News and Opinion from Sisters, Oregon

They’re baaaak!

By golly, this is a strange time for Pandora moths to pop out of the woodwork… er… soil. They were here in grand numbers back in 2017, and it’s usually five to 10 years before they appear again. Must be climate change; something is taking place in and around us that is favorable to this species.

And another species is on the rampage. Over on Green Ridge, near Sisters, white satin moths are defoliating the aspen trees and the adults make it appear as though it is snowing in July.

In past times, pandora moths were known as a forest pest, defoliating pines about every 20 years — which ruined the attempts of foresters to grow pine timber for lumber.

But the native peoples of this region looked at them very differently; they harvested, stored and ate the larvae of these delicious moths, and as far as I know, some families still do it to this day. The larvae were collected just before they were ready to pupate, before they began their July migration from the high green boughs to the forest floor to pupate in the soil.

They were/are gathered by hand once or twice a day, and temporarily stored in trenches in the ground. The larvae were then roasted in fire-heated sand for 30 minutes; the sand not only cooked the insects but also served to remove the fine hairs — setae — from their bodies.

The cooked larvae were/are then washed, sorted, and dried. Stored in a cool and dry place, they keep for at least a year and perhaps as long as two. The dried larvae — known as piuga — are reconstituted before consumption by boiling for about an hour in plain or salted water.

I’ve heard the boiled insects have an aroma described as that of cooked mushrooms and are eaten as a finger-food; the entire larva is eaten except for the head. (This reminds me that big brown bats who come here in summer and eat our Jerusalem crickets don’t eat the heads either.) The cooking water is also consumed as broth, or used as a base for a piuga-and-vegetable stew. Yum, yum…

This also reminds me of the time I spent living with an aborigine family on a billabong near Darwin, Australia, years ago. My host’s 14-year-old daughter Daphne teased me as she was chomping down on the roasted wood-boring beetle larvae she dug out of the eucalyptus. I still get a funny feeling in my tummy thinking back on those interesting times.

So… back to our own pandora moth larvae. I don’t know if you ever gave any thought to the process of metamorphosis — when the larva builds the outer shell it will change inside from a wiggly caterpillar to an adult insect that has the ability to fly and mate. (In butterflies, the shell is known as a chrysalis, and in moths, a cocoon).

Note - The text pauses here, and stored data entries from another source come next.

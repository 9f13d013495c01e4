//! Product model and DTOs.

use restock_core::status::ProductStatus;
use restock_core::types::{EntityId, Timestamp};
use serde::{Deserialize, Serialize};
use sqlx::FromRow;

/// A row from the `products` table: one tracked shortage item.
///
/// `tag_id = None` means "unfiled". Product names are unique
/// case-insensitively across the whole table, independent of tag.
#[derive(Debug, Clone, FromRow, Serialize)]
pub struct Product {
    #[serde(rename = "_id")]
    pub id: EntityId,
    pub name: String,
    #[serde(rename = "tagId")]
    pub tag_id: Option<EntityId>,
    #[sqlx(try_from = "String")]
    pub status: ProductStatus,
    #[serde(rename = "createdAt")]
    pub created_at: Timestamp,
    #[serde(rename = "updatedAt")]
    pub updated_at: Timestamp,
}

/// DTO for creating a new product.
#[derive(Debug, Clone, Deserialize)]
pub struct CreateProduct {
    pub name: String,
    #[serde(default, rename = "tagId")]
    pub tag_id: Option<EntityId>,
    /// Left as a raw string so an unknown value can be rejected with a
    /// domain error instead of a deserialization failure.
    #[serde(default)]
    pub status: Option<String>,
}

/// DTO for updating a product's status.
#[derive(Debug, Clone, Deserialize)]
pub struct UpdateProductStatus {
    #[serde(default)]
    pub status: Option<String>,
}
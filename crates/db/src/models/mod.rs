//! Domain model structs and DTOs.
//!
//! Each submodule contains:
//! - A `FromRow` + `Serialize` entity struct matching the database row
//! - `Deserialize` request DTOs for the API layer
//!
//! Wire field names follow the client contract (`_id`, `tagId`,
//! `createdAt`, `updatedAt`).

pub mod product;
pub mod tag;
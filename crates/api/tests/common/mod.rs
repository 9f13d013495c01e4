//! Shared helpers for router-level integration tests.
//!
//! Tests send requests straight to the router via `tower::ServiceExt`,
//! exercising the same middleware stack production uses, without a TCP
//! listener.

#![allow(dead_code)]

use std::sync::Arc;
use std::time::Duration;

use axum::body::Body;
use axum::http::header::CONTENT_TYPE;
use axum::http::{HeaderName, Method, Request, StatusCode};
use axum::response::Response;
use axum::Router;
use http_body_util::BodyExt;
use sqlx::PgPool;
use tower::ServiceExt;
use tower_http::catch_panic::CatchPanicLayer;
use tower_http::cors::CorsLayer;
use tower_http::request_id::{MakeRequestUuid, PropagateRequestIdLayer, SetRequestIdLayer};
use tower_http::timeout::TimeoutLayer;
use tower_http::trace::{DefaultMakeSpan, DefaultOnResponse, TraceLayer};
use tracing::Level;

use restock_api::config::ServerConfig;
use restock_api::routes;
use restock_api::state::AppState;
use restock_db::store::Store;

/// Build a test `ServerConfig` with safe defaults.
pub fn test_config() -> ServerConfig {
    ServerConfig {
        host: "127.0.0.1".to_string(),
        port: 0,
        cors_origins: vec!["http://localhost:5173".to_string()],
        request_timeout_secs: 30,
        ping_message: "ping".to_string(),
    }
}

/// Build the full application router with all middleware layers, using the
/// given database pool.
///
/// This mirrors the router construction in `main.rs` so integration tests
/// exercise the same middleware stack (CORS, request ID, timeout, tracing,
/// panic recovery) that production uses.
pub fn build_test_app(pool: PgPool) -> Router {
    let state = AppState {
        store: Arc::new(Store::new(pool)),
        config: Arc::new(test_config()),
    };

    let cors = CorsLayer::new()
        .allow_origin(["http://localhost:5173".parse().unwrap()])
        .allow_methods([Method::GET, Method::POST, Method::DELETE, Method::PATCH])
        .allow_headers([CONTENT_TYPE])
        .max_age(Duration::from_secs(3600));

    let request_id_header = HeaderName::from_static("x-request-id");

    Router::new()
        .nest("/api", routes::api_routes())
        .layer(CatchPanicLayer::new())
        .layer(TimeoutLayer::with_status_code(
            StatusCode::REQUEST_TIMEOUT,
            Duration::from_secs(30),
        ))
        .layer(PropagateRequestIdLayer::new(request_id_header.clone()))
        .layer(
            TraceLayer::new_for_http()
                .make_span_with(DefaultMakeSpan::new().level(Level::INFO))
                .on_response(DefaultOnResponse::new().level(Level::INFO)),
        )
        .layer(SetRequestIdLayer::new(request_id_header, MakeRequestUuid))
        .layer(cors)
        .with_state(state)
}

/// Send a GET request.
pub async fn get(app: Router, uri: &str) -> Response {
    app.oneshot(
        Request::builder()
            .method(Method::GET)
            .uri(uri)
            .body(Body::empty())
            .unwrap(),
    )
    .await
    .unwrap()
}

/// Send a POST request with a JSON body.
pub async fn post_json(app: Router, uri: &str, body: serde_json::Value) -> Response {
    app.oneshot(
        Request::builder()
            .method(Method::POST)
            .uri(uri)
            .header(CONTENT_TYPE, "application/json")
            .body(Body::from(body.to_string()))
            .unwrap(),
    )
    .await
    .unwrap()
}

/// Send a PATCH request with a JSON body.
pub async fn patch_json(app: Router, uri: &str, body: serde_json::Value) -> Response {
    app.oneshot(
        Request::builder()
            .method(Method::PATCH)
            .uri(uri)
            .header(CONTENT_TYPE, "application/json")
            .body(Body::from(body.to_string()))
            .unwrap(),
    )
    .await
    .unwrap()
}

/// Send a DELETE request.
pub async fn delete(app: Router, uri: &str) -> Response {
    app.oneshot(
        Request::builder()
            .method(Method::DELETE)
            .uri(uri)
            .body(Body::empty())
            .unwrap(),
    )
    .await
    .unwrap()
}

/// Collect a response body as JSON.
pub async fn body_json(response: Response) -> serde_json::Value {
    let bytes = response.into_body().collect().await.unwrap().to_bytes();
    serde_json::from_slice(&bytes).unwrap()
}
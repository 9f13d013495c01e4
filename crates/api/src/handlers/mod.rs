//! HTTP request handlers.

pub mod meta;
pub mod products;
pub mod tags;
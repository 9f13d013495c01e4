//! Repository layer.
//!
//! Each repository is a zero-sized struct providing async CRUD methods
//! that accept `&PgPool` as the first argument.

pub mod product_repo;
pub mod tag_repo;

pub use product_repo::ProductRepo;
pub use tag_repo::TagRepo;
//! Route definitions for products.
//!
//! ```text
//! GET    /                -> list_products
//! POST   /                -> create_product
//! GET    /search          -> search_products
//! GET    /tag/{tagId}     -> products_by_tag ("all" / "null" literals)
//! GET    /{id}            -> get_product
//! PATCH  /{id}            -> update_product_status
//! DELETE /{id}            -> delete_product
//! ```

use axum::routing::get;
use axum::Router;

use crate::handlers::products;
use crate::state::AppState;

pub fn router() -> Router<AppState> {
    Router::new()
        .route(
            "/",
            get(products::list_products).post(products::create_product),
        )
        .route("/search", get(products::search_products))
        .route("/tag/{tag_id}", get(products::products_by_tag))
        .route(
            "/{id}",
            get(products::get_product)
                .patch(products::update_product_status)
                .delete(products::delete_product),
        )
}
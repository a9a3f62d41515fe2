// Clock Port (for testability)

use chrono::{DateTime, Utc};

/// Wall-clock source (allows mocking in tests)
#[cfg_attr(test, mockall::automock)]
pub trait Clock: Send + Sync {
    /// Current UTC time at the clock's native resolution
    fn now(&self) -> DateTime<Utc>;
}

/// System clock (production)
#[derive(Debug, Clone, Copy, Default)]
pub struct SystemClock;

impl Clock for SystemClock {
    fn now(&self) -> DateTime<Utc> {
        let now = Utc::now();
        tracing::trace!(unix_millis = now.timestamp_millis(), "Read system clock");
        now
    }
}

The adults emerge and then as they age their calendar of life triggers the recognition of sex, and the females begin to put off a perfume that today is known as a pheromone.

Wikipedia says a pheromone is a secreted or excreted chemical factor that triggers a social response in members of the same species. Pheromones are chemicals capable of acting like hormones outside the body of the secreting individual, to impact the behavior of the receiving individuals.

In fact, adult male moths go nuts over it, and can sense it from several miles away, especially if there’s a breeze blowing through the forest.

Way back, when I was a kid on my grandfather’s farm on Jones Hill Road in West Haven, Connecticut, I woke up one summer night in the upstairs bedroom to the sound of soft thumping on the screen of the open window.

I discovered a cecropia moth outside acting like it wanted to come in the bedroom. I went and woke up my Uncle Ben, the naturalist of my three uncles, and told him about the moth.

He rubbed his eyes, blinked and, throwing the sheet off himself said, “I don’t believe it!” I had to jump out of his way as he leaped out of bed and ran back into the room where I was sleeping. He turned to an old bureau, pulled the top drawer out, removed a cigar box, lifted the lid and out flew an adult female cecropia moth.

Yep, you guessed it. Her pheromones had drifted out of the cigar box, out of the bureau, and out of the house to get the male moth all fired up. Ben stood there in his BVDs exclaiming how he had collected the cocoon that fall on a trip into our kitchen garden.

What goes on inside that cocoon after the pandora caterpillar drops to the forest floor and buries itself in the soil is one of the miracles of nature. And speaking of soil, you won’t find pandora moths in just any old place; they need the loose soils of a ponderosa pine forest to make it from caterpillar to adult moth — other soils won’t do.

It’s inside that cocoon that the miracle takes place. Once the caterpillar buries itself to the right depth in the soil, it spins a silken blanket around itself and then dissolves into kind of a green soup — but is still alive. The soup then begins to slowly reform into the adult insect.

Laying there in the ground for several years, it goes from an animal with only stubby little legs to get around on, and a mouth that’s formed to munch on pine needles and with a gut to digest them and changes (metamorphoses) into the adult insect with three body parts, a whole new breathing apparatus, wings and a method to reproduce.

With all that’s going on in our environment today I hope this cycle will carry on long after we’ve gone out among the stars.